*EXERCISE AIM*: Find every line in the records below that holds the word "message", and copy it out.

*DATA*:
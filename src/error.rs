//! # Error Types
//!
//! Custom error types for Rover Link using `thiserror`.

use thiserror::Error;

/// Main error type for Rover Link
#[derive(Debug, Error)]
pub enum RoverLinkError {
    /// No gamepad was found among the input devices
    #[error("No gamepad found")]
    ControllerNotFound,

    /// Gamepad open or read errors
    #[error("Controller error: {0}")]
    Controller(String),

    /// Datagram link errors
    #[error("Transport error: {0}")]
    Transport(String),

    /// Configuration errors
    #[error("Configuration error: {0}")]
    Config(#[from] toml::de::Error),

    /// I/O errors
    #[error("I/O error: {0}")]
    Io(#[from] std::io::Error),
}

/// Result type alias for Rover Link
pub type Result<T> = std::result::Result<T, RoverLinkError>;
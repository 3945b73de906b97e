//! # Rover Packet Module
//!
//! Text packets understood by the rover receiver.
//!
//! ## Wire Format
//!
//! A packet is a tag character followed by six decimal channel values, all
//! joined with `_`. There is no terminator, length prefix or checksum.
//!
//! | Mode | Layout |
//! |------|--------|
//! | Drive | `D_<right>_<right>_<right>_<left>_<left>_<left>` |
//! | Arm | `A_<elbow>_<wrist_right>_<wrist_left>_<claw>_<gantry>_<shoulder>` |
//!
//! ```
//! use rover_link::rover::packet::Packet;
//!
//! let packet = Packet::Drive { right_wheels: 200, left_wheels: 50 };
//! assert_eq!(packet.to_string(), "D_200_200_200_50_50_50");
//! ```

use serde::Serialize;
use std::fmt;

use super::mapping::NEUTRAL;

/// A single channel command (0-255, 128 = neutral).
pub type ChannelValue = u8;

/// Field separator.
pub const SEPARATOR: char = '_';

/// Number of channel fields in every packet.
pub const CHANNELS_PER_PACKET: usize = 6;

/// Which half of the rover the gamepad is driving.
#[derive(Debug, Clone, Copy, PartialEq, Eq, Default, Serialize)]
#[serde(rename_all = "lowercase")]
pub enum Mode {
    /// Wheels.
    #[default]
    Drive,
    /// Arm joints and claw.
    Arm,
}

impl Mode {
    /// Leading tag character of this mode's packets.
    #[must_use]
    pub fn tag(self) -> char {
        match self {
            Mode::Drive => 'D',
            Mode::Arm => 'A',
        }
    }

    /// The other mode.
    #[must_use]
    pub fn toggled(self) -> Self {
        match self {
            Mode::Drive => Mode::Arm,
            Mode::Arm => Mode::Drive,
        }
    }

    /// Packet with every channel at neutral.
    #[must_use]
    pub fn rest_packet(self) -> Packet {
        match self {
            Mode::Drive => Packet::Drive {
                right_wheels: NEUTRAL,
                left_wheels: NEUTRAL,
            },
            Mode::Arm => Packet::Arm(ArmChannels::default()),
        }
    }
}

/// Arm channel set, in wire order.
#[derive(Debug, Clone, Copy, PartialEq, Eq)]
pub struct ArmChannels {
    pub elbow: ChannelValue,
    pub wrist_right: ChannelValue,
    pub wrist_left: ChannelValue,
    pub claw: ChannelValue,
    pub gantry: ChannelValue,
    pub shoulder: ChannelValue,
}

impl Default for ArmChannels {
    fn default() -> Self {
        Self {
            elbow: NEUTRAL,
            wrist_right: NEUTRAL,
            wrist_left: NEUTRAL,
            claw: NEUTRAL,
            gantry: NEUTRAL,
            shoulder: NEUTRAL,
        }
    }
}

/// One rover command, ready to be formatted.
#[derive(Debug, Clone, Copy, PartialEq, Eq)]
pub enum Packet {
    /// Each side's three wheels share one value.
    Drive {
        right_wheels: ChannelValue,
        left_wheels: ChannelValue,
    },
    /// Six independent arm channels.
    Arm(ArmChannels),
}

impl Packet {
    /// Mode this packet belongs to.
    #[must_use]
    pub fn mode(&self) -> Mode {
        match self {
            Packet::Drive { .. } => Mode::Drive,
            Packet::Arm(_) => Mode::Arm,
        }
    }

    /// Channel values in wire order.
    #[must_use]
    pub fn channels(&self) -> [ChannelValue; CHANNELS_PER_PACKET] {
        match *self {
            Packet::Drive {
                right_wheels,
                left_wheels,
            } => [
                right_wheels,
                right_wheels,
                right_wheels,
                left_wheels,
                left_wheels,
                left_wheels,
            ],
            Packet::Arm(arm) => [
                arm.elbow,
                arm.wrist_right,
                arm.wrist_left,
                arm.claw,
                arm.gantry,
                arm.shoulder,
            ],
        }
    }

    /// Returns true if every channel is neutral.
    #[must_use]
    pub fn is_rest(&self) -> bool {
        *self == self.mode().rest_packet()
    }
}

impl fmt::Display for Packet {
    fn fmt(&self, f: &mut fmt::Formatter<'_>) -> fmt::Result {
        write!(f, "{}", self.mode().tag())?;
        for value in self.channels() {
            write!(f, "{}{}", SEPARATOR, value)?;
        }
        Ok(())
    }
}
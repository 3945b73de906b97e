//! # Gamepad Module
//!
//! Finds and opens the gamepad using the Linux evdev interface.
//!
//! ## Controller Detection
//!
//! The first `/dev/input/event*` device (in path order) is used if it reports:
//! - Key: BTN_SOUTH (a face button)
//! - Absolute axis: ABS_X (an analog stick)
//!
//! Keyboards, mice and touchpads lack one or the other and are skipped.

use evdev::{AbsoluteAxisType, Device, Key};
use std::path::Path;
use tracing::{debug, info, warn};

use super::sampler::{axis_ranges, AxisRange, RightStickLayout, AXIS_COUNT, AXIS_MAX, AXIS_MIN};
use crate::error::{Result, RoverLinkError};

/// Directory scanned for input devices.
const INPUT_DIR: &str = "/dev/input";

/// Gamepad handle
///
/// Represents an open evdev gamepad device.
pub struct Gamepad {
    device: Device,
    device_path: String,
}

impl std::fmt::Debug for Gamepad {
    fn fmt(&self, f: &mut std::fmt::Formatter<'_>) -> std::fmt::Result {
        f.debug_struct("Gamepad")
            .field("device_path", &self.device_path)
            .finish_non_exhaustive()
    }
}

impl Gamepad {
    /// Detect and open the first available gamepad
    ///
    /// # Errors
    ///
    /// - `ControllerNotFound`: No gamepad-like device could be opened
    /// - `Controller`: `/dev/input` is missing or unreadable
    ///
    /// # Examples
    ///
    /// ```no_run
    /// use rover_link::controller::gamepad::Gamepad;
    ///
    /// let gamepad = Gamepad::open()?;
    /// println!("Connected to gamepad at: {}", gamepad.device_path());
    /// # Ok::<(), Box<dyn std::error::Error>>(())
    /// ```
    pub fn open() -> Result<Self> {
        let input_dir = Path::new(INPUT_DIR);

        if !input_dir.exists() {
            return Err(RoverLinkError::Controller(format!(
                "{} directory not found",
                INPUT_DIR
            )));
        }

        let mut entries: Vec<_> = std::fs::read_dir(input_dir)
            .map_err(|e| {
                RoverLinkError::Controller(format!("Failed to read {}: {}", INPUT_DIR, e))
            })?
            .collect::<std::result::Result<Vec<_>, _>>()
            .map_err(|e| {
                RoverLinkError::Controller(format!("Failed to read directory entry: {}", e))
            })?;

        // Sorted so "first" is deterministic
        entries.sort_by_key(|entry| entry.path());

        for entry in entries {
            let path = entry.path();

            let is_event_node = path
                .file_name()
                .map(|name| name.to_string_lossy().starts_with("event"))
                .unwrap_or(false);
            if !is_event_node {
                continue;
            }

            match Device::open(&path) {
                Ok(device) => {
                    debug!(
                        "Found input device: {} ({})",
                        path.display(),
                        device.name().unwrap_or("unnamed")
                    );

                    if is_gamepad(&device) {
                        let device_path = path.to_string_lossy().to_string();
                        info!("Found gamepad at: {}", device_path);
                        return Ok(Gamepad {
                            device,
                            device_path,
                        });
                    }
                }
                Err(e) => {
                    // Permission denied or other errors - skip device
                    debug!("Could not open {}: {}", path.display(), e);
                }
            }
        }

        Err(RoverLinkError::ControllerNotFound)
    }

    /// Open a specific event device
    ///
    /// The device is not checked for gamepad capabilities.
    ///
    /// # Errors
    ///
    /// Returns `Controller` error if the device cannot be opened.
    pub fn open_path<P: AsRef<Path>>(path: P) -> Result<Self> {
        let path = path.as_ref();
        let device = Device::open(path).map_err(|e| {
            RoverLinkError::Controller(format!("Failed to open {}: {}", path.display(), e))
        })?;
        let device_path = path.to_string_lossy().to_string();
        info!("Opened gamepad at: {}", device_path);
        Ok(Gamepad {
            device,
            device_path,
        })
    }

    /// Get the device path of this gamepad
    pub fn device_path(&self) -> &str {
        &self.device_path
    }

    /// Get gamepad name from evdev
    pub fn name(&self) -> Option<&str> {
        self.device.name()
    }

    /// Raw ranges of the sampled axes, as reported by the device
    ///
    /// Axes the device does not report fall back to 0..255. If the absolute
    /// axis state cannot be read at all, every axis uses that default.
    pub fn axis_ranges(&self, layout: RightStickLayout) -> [AxisRange; AXIS_COUNT] {
        match self.device.get_abs_state() {
            Ok(abs_state) => {
                let ranges = axis_ranges(layout, |code| {
                    abs_state
                        .get(usize::from(code.0))
                        .map_or((0, 0), |info| (info.minimum, info.maximum))
                });
                debug!("Axis ranges for {}: {:?}", self.device_path, ranges);
                ranges
            }
            Err(e) => {
                warn!(
                    "Could not read axis ranges from {}: {}; assuming {}..{}",
                    self.device_path, e, AXIS_MIN, AXIS_MAX
                );
                [AxisRange::default(); AXIS_COUNT]
            }
        }
    }

    /// Convert into an async event stream for use inside the tokio runtime
    ///
    /// # Errors
    ///
    /// Returns `Controller` error if the device cannot be switched to non-blocking mode.
    pub fn into_event_stream(self) -> Result<evdev::EventStream> {
        let Gamepad {
            device,
            device_path,
        } = self;
        device.into_event_stream().map_err(|e| {
            RoverLinkError::Controller(format!(
                "Failed to stream events from {}: {}",
                device_path, e
            ))
        })
    }
}

/// Returns true if the device has a face button and an analog stick.
fn is_gamepad(device: &Device) -> bool {
    let has_face_button = device
        .supported_keys()
        .map_or(false, |keys| keys.contains(Key::BTN_SOUTH));
    let has_stick = device
        .supported_absolute_axes()
        .map_or(false, |axes| axes.contains(AbsoluteAxisType::ABS_X));
    has_face_button && has_stick
}

#[cfg(test)]
mod tests {
    use super::*;

    #[test]
    fn test_input_dir() {
        assert_eq!(INPUT_DIR, "/dev/input");
    }

    #[test]
    fn test_open_path_missing_device() {
        let result = Gamepad::open_path("/dev/input/nonexistent_event_device_12345");

        match result {
            Err(RoverLinkError::Controller(msg)) => {
                assert!(msg.contains("nonexistent_event_device_12345"));
                assert!(msg.contains("Failed to open"));
            }
            other => panic!("Expected Controller error, got: {:?}", other),
        }
    }

    // Integration test - only runs with real hardware
    #[test]
    #[ignore]
    fn test_open_with_real_hardware() {
        // This test requires a connected gamepad
        let result = Gamepad::open();
        assert!(result.is_ok(), "Should detect connected gamepad");

        let gamepad = result.unwrap();
        assert!(gamepad.device_path().starts_with("/dev/input/event"));
        assert!(gamepad.name().is_some());
    }

    // Integration test - only runs with real hardware
    #[test]
    #[ignore]
    fn test_axis_ranges_with_real_hardware() {
        let gamepad = Gamepad::open().expect("Gamepad not found");

        for range in gamepad.axis_ranges(RightStickLayout::default()) {
            assert!(range.min < range.max);
        }
    }

    // Integration test - only runs with real hardware
    #[tokio::test]
    #[ignore]
    async fn test_event_stream_with_real_hardware() {
        let gamepad = Gamepad::open().expect("Gamepad not found");
        let mut events = gamepad.into_event_stream().expect("Failed to stream events");

        println!("Move the sticks or press buttons...");

        let event = events.next_event().await.expect("Failed to read event");
        println!("Received event: {:?}", event);
    }
}
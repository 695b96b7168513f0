// Copyright (c) 2025 R3BL LLC. Licensed under Apache License, Version 2.0.

use std::fmt::{Result, Write};

use super::{Escape, Inspect, write_hex_bytes, write_quoted_char, write_quoted_str};
use crate::{BufTextStorage, FixedWidthInt};

macro_rules! impl_inspect_for_int {
    ($($ty:ty),* $(,)?) => {
        $(
            impl Inspect for $ty {
                fn type_name(&self) -> &'static str { <$ty as FixedWidthInt>::TYPE_NAME }

                fn write_repr(&self, acc: &mut BufTextStorage) -> Result {
                    write!(acc, "{self}")
                }
            }
        )*
    };
}

impl_inspect_for_int!(u8, u16, u32, u64, u128, usize, i8, i16, i32, i64, i128, isize);

impl Inspect for bool {
    fn type_name(&self) -> &'static str { "bool" }

    fn write_repr(&self, acc: &mut BufTextStorage) -> Result { write!(acc, "{self}") }
}

/// `{code point} {escaped} {hex}`, eg: `937 '\u{3a9}' 3a9`.
impl Inspect for char {
    fn type_name(&self) -> &'static str { "char" }

    fn write_repr(&self, acc: &mut BufTextStorage) -> Result {
        let code_point = u32::from(*self);
        write!(acc, "{code_point} ")?;
        write_quoted_char(*self, Escape::Default, acc)?;
        write!(acc, " {code_point:x}")
    }
}

/// `{quoted} {escaped} {hex bytes}`, eg: `"café" "caf\u{e9}" 63 61 66 c3 a9`.
impl Inspect for str {
    fn type_name(&self) -> &'static str { "&str" }

    fn write_repr(&self, acc: &mut BufTextStorage) -> Result {
        write_quoted_str(self, Escape::Debug, acc)?;
        acc.push(' ');
        write_quoted_str(self, Escape::Default, acc)?;
        if !self.is_empty() {
            acc.push(' ');
            write_hex_bytes(self.as_bytes(), acc);
        }
        Ok(())
    }
}

#[cfg(test)]
mod tests {
    use test_case::test_case;

    use super::*;
    use crate::assert_eq2;

    #[test]
    fn test_integers() {
        assert_eq2!(Inspect::inspect(&1000), "i32: 1000");
        assert_eq2!(u64::MAX.inspect(), "u64: 18446744073709551615");
        assert_eq2!(i8::MIN.inspect(), "i8: -128");
        assert_eq2!(5_usize.inspect(), "usize: 5");
    }

    #[test]
    fn test_bool() {
        assert_eq2!("café".is_char_boundary(4).inspect(), "bool: false");
        assert_eq2!(true.inspect(), "bool: true");
    }

    #[test_case('A', "char: 65 'A' 41" ; "ascii")]
    #[test_case('Ω', r"char: 937 '\u{3a9}' 3a9" ; "greek capital omega")]
    #[test_case('é', r"char: 233 '\u{e9}' e9" ; "e acute")]
    #[test_case('📦', r"char: 128230 '\u{1f4e6}' 1f4e6" ; "four byte scalar")]
    fn test_char(scalar: char, expected: &str) {
        assert_eq2!(scalar.inspect(), expected);
    }

    #[test_case("café", r#"&str: "café" "caf\u{e9}" 63 61 66 c3 a9"# ; "cafe")]
    #[test_case("A", r#"&str: "A" "A" 41"# ; "ascii")]
    #[test_case("", r#"&str: "" """# ; "empty")]
    fn test_str(text: &str, expected: &str) {
        assert_eq2!(text.inspect(), expected);
    }

    #[test]
    fn test_write_labeled() {
        let word = "café";
        let mut acc = BufTextStorage::new();
        word.len().write_labeled("word.len()", &mut acc).unwrap();
        assert_eq2!(acc, "word.len() usize: 5");
    }
}
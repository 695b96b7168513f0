// Copyright (c) 2025 R3BL LLC. Licensed under Apache License, Version 2.0.

//! Command line interface for the `prim` binary.
//!
//! For more information on how to use CLAP, here are some resources:
//! 1. [Tutorial](https://developerlife.com/2023/09/17/tuify-clap/)
//! 2. [Video](https://youtu.be/lzMYDA6St0s)

// Attach.
pub mod clap_config;
pub mod command_handler;

// Re-export.
pub use clap_config::*;
pub use command_handler::*;
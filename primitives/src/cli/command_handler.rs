// Copyright (c) 2025 R3BL LLC. Licensed under Apache License, Version 2.0.

use std::fmt::Write;

use miette::IntoDiagnostic;

use super::{CLICommand, DemoSelection};
use crate::{BufTextStorage, CommonResult, Demo, PrimitivesError, Transcript, ok,
            write_scalar_listing};

/// Run `command`, writing whatever it prints to `acc`. On error, `acc` still holds
/// the output produced before the error, eg: the demos that verified.
///
/// # Errors
///
/// Returns an error for an unknown demo name, or a transcript that does not match its
/// golden text block.
pub fn handle_prim_command(
    command: &CLICommand,
    acc: &mut BufTextStorage,
) -> CommonResult<()> {
    match command {
        CLICommand::List => {
            for demo in Demo::all() {
                writeln!(acc, "{demo}").into_diagnostic()?;
            }
        }
        CLICommand::Run(selection) => {
            let demos = select_demos(selection)?;
            let show_headings = demos.len() > 1;
            for (index, demo) in demos.iter().enumerate() {
                if show_headings {
                    if index > 0 {
                        acc.push('\n');
                    }
                    writeln!(acc, "{demo}:").into_diagnostic()?;
                }
                acc.push_str(&demo.try_transcript()?.to_string());
            }
        }
        CLICommand::Verify(selection) => {
            for demo in select_demos(selection)? {
                demo.verify()?;
                writeln!(acc, "✓ {demo}").into_diagnostic()?;
            }
        }
        CLICommand::Inspect { text } => {
            let mut transcript = Transcript::new();
            transcript.push_inspect(text.as_str()).into_diagnostic()?;
            transcript
                .push_labeled("text.len()", &text.len())
                .into_diagnostic()?;
            transcript.push_line(format!("scalars {text:?}:"));
            write_scalar_listing(text, &mut transcript).into_diagnostic()?;
            acc.push_str(&transcript.to_string());
        }
    }

    ok!()
}

/// Every demo when none are named (or `--all` is given), otherwise the named ones in
/// the order given.
///
/// # Errors
///
/// Returns [`PrimitivesError::UnknownDemo`] for the first name that is not a demo.
pub fn select_demos(selection: &DemoSelection) -> Result<Vec<Demo>, PrimitivesError> {
    if selection.all || selection.demos.is_empty() {
        return Ok(Demo::all().collect());
    }
    selection
        .demos
        .iter()
        .map(|name| Demo::try_parse(name))
        .collect()
}
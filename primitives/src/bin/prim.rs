// Copyright (c) 2025 R3BL LLC. Licensed under Apache License, Version 2.0.

//! `prim` runs and verifies the demonstrations of Rust's primitive types.
//!
//! ```text
//! prim list
//! prim run uint-overflow int-overflow
//! prim verify --all
//! prim inspect ação
//! ```

use clap::Parser;
use r3bl_primitives::{BufTextStorage, CommonResult,
                      cli::{CLIArg, handle_prim_command},
                      log::try_initialize_logging_global,
                      setup_default_miette_global_report_handler};

const ISSUES_URL: &str = "https://github.com/r3bl-org/r3bl-open-core/issues/new";

fn main() -> CommonResult<()> {
    setup_default_miette_global_report_handler(ISSUES_URL);

    // If no args are passed, the following line will fail, and help will be printed
    // thanks to `arg_required_else_help(true)` in the `CLIArg` struct.
    let cli_arg = CLIArg::parse();

    let should_log = cli_arg.global_options.enable_logging;

    try_initialize_logging_global(cli_arg.global_options.tracing_config()).ok();
    should_log.then(|| {
        // % is Display, ? is Debug.
        tracing::debug!(message = "Start logging...", cli_arg = ?cli_arg);
    });

    let mut acc = BufTextStorage::new();
    let result = handle_prim_command(&cli_arg.command, &mut acc);
    print!("{acc}");

    if let Err(ref report) = result {
        // % is Display, ? is Debug.
        tracing::error!(message = "prim failed", error = ?report);
    }

    should_log.then(|| {
        tracing::debug!(message = "Stop logging...");
    });

    result
}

*OUTPUT FOR THIS TASK*:
        tracing::debug!(message = "Start logging...", cli_arg = ?cli_arg);
        tracing::error!(message = "prim failed", error = ?report);
        tracing::debug!(message = "Stop logging...");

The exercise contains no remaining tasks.